ASSIGNMENT =
Scan the listing for the word "ScanError" and report every line that contains it.

PROVIDED DATA =
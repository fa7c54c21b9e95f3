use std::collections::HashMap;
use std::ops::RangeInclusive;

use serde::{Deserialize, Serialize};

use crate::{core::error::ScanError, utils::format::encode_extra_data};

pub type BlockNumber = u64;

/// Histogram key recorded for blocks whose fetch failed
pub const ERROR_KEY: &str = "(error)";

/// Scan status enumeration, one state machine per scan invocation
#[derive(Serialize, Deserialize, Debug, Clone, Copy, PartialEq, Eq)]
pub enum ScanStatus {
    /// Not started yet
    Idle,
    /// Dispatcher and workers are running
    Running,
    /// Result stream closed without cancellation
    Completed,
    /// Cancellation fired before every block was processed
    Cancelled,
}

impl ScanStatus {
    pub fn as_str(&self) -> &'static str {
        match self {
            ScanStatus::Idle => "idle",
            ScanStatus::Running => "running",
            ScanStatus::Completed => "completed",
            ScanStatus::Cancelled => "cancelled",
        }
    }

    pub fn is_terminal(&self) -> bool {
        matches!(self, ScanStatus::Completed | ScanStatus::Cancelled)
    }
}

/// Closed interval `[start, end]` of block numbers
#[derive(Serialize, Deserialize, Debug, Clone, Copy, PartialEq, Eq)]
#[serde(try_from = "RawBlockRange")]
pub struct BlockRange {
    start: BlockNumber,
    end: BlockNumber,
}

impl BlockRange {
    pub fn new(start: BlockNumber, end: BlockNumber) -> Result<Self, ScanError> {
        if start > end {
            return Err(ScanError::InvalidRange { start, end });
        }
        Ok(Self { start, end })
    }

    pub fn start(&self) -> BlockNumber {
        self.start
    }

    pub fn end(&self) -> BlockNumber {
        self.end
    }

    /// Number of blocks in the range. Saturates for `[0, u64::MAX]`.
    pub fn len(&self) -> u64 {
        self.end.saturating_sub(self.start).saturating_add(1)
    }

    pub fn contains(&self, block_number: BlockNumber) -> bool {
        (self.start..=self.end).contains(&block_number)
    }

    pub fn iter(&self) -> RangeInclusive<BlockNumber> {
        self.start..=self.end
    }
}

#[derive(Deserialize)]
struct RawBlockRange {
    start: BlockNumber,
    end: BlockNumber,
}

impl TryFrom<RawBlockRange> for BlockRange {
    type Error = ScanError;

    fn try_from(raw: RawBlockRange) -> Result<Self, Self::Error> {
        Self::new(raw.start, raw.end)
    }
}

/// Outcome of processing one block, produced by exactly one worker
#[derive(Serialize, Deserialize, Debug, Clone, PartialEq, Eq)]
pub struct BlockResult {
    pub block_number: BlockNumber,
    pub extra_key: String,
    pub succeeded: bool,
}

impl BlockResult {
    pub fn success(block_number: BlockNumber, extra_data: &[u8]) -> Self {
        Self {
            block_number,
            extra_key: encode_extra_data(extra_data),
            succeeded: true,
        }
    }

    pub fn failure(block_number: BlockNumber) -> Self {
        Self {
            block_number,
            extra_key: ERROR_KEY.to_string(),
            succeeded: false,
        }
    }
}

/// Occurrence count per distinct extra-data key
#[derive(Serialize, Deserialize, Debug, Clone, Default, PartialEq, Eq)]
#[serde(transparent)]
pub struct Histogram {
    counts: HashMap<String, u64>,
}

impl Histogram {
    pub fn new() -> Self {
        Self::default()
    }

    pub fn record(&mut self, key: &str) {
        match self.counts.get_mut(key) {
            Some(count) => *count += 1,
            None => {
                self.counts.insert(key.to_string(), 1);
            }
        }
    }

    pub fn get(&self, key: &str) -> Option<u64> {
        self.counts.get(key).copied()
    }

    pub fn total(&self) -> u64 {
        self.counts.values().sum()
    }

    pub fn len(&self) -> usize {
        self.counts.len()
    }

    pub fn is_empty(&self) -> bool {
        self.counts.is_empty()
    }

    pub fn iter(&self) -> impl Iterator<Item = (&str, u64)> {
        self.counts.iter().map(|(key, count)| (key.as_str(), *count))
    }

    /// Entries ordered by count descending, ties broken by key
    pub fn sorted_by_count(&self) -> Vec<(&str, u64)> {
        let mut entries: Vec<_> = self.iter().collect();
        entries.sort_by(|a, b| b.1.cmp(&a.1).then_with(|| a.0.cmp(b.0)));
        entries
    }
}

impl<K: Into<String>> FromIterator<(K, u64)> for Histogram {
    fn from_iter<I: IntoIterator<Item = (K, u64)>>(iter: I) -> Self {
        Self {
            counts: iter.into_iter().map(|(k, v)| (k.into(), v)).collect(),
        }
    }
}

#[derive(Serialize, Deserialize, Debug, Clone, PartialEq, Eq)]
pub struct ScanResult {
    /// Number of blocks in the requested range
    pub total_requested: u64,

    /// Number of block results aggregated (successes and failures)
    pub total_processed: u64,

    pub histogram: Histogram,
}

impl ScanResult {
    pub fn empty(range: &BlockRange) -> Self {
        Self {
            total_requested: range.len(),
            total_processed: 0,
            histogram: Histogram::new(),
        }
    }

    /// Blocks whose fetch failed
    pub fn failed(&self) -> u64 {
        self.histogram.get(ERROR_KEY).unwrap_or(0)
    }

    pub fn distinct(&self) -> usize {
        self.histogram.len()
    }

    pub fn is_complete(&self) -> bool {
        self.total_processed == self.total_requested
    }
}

SOLUTION FOR THIS TASK =
use crate::{core::error::ScanError, utils::format::encode_extra_data};
    pub fn new(start: BlockNumber, end: BlockNumber) -> Result<Self, ScanError> {
            return Err(ScanError::InvalidRange { start, end });
    type Error = ScanError;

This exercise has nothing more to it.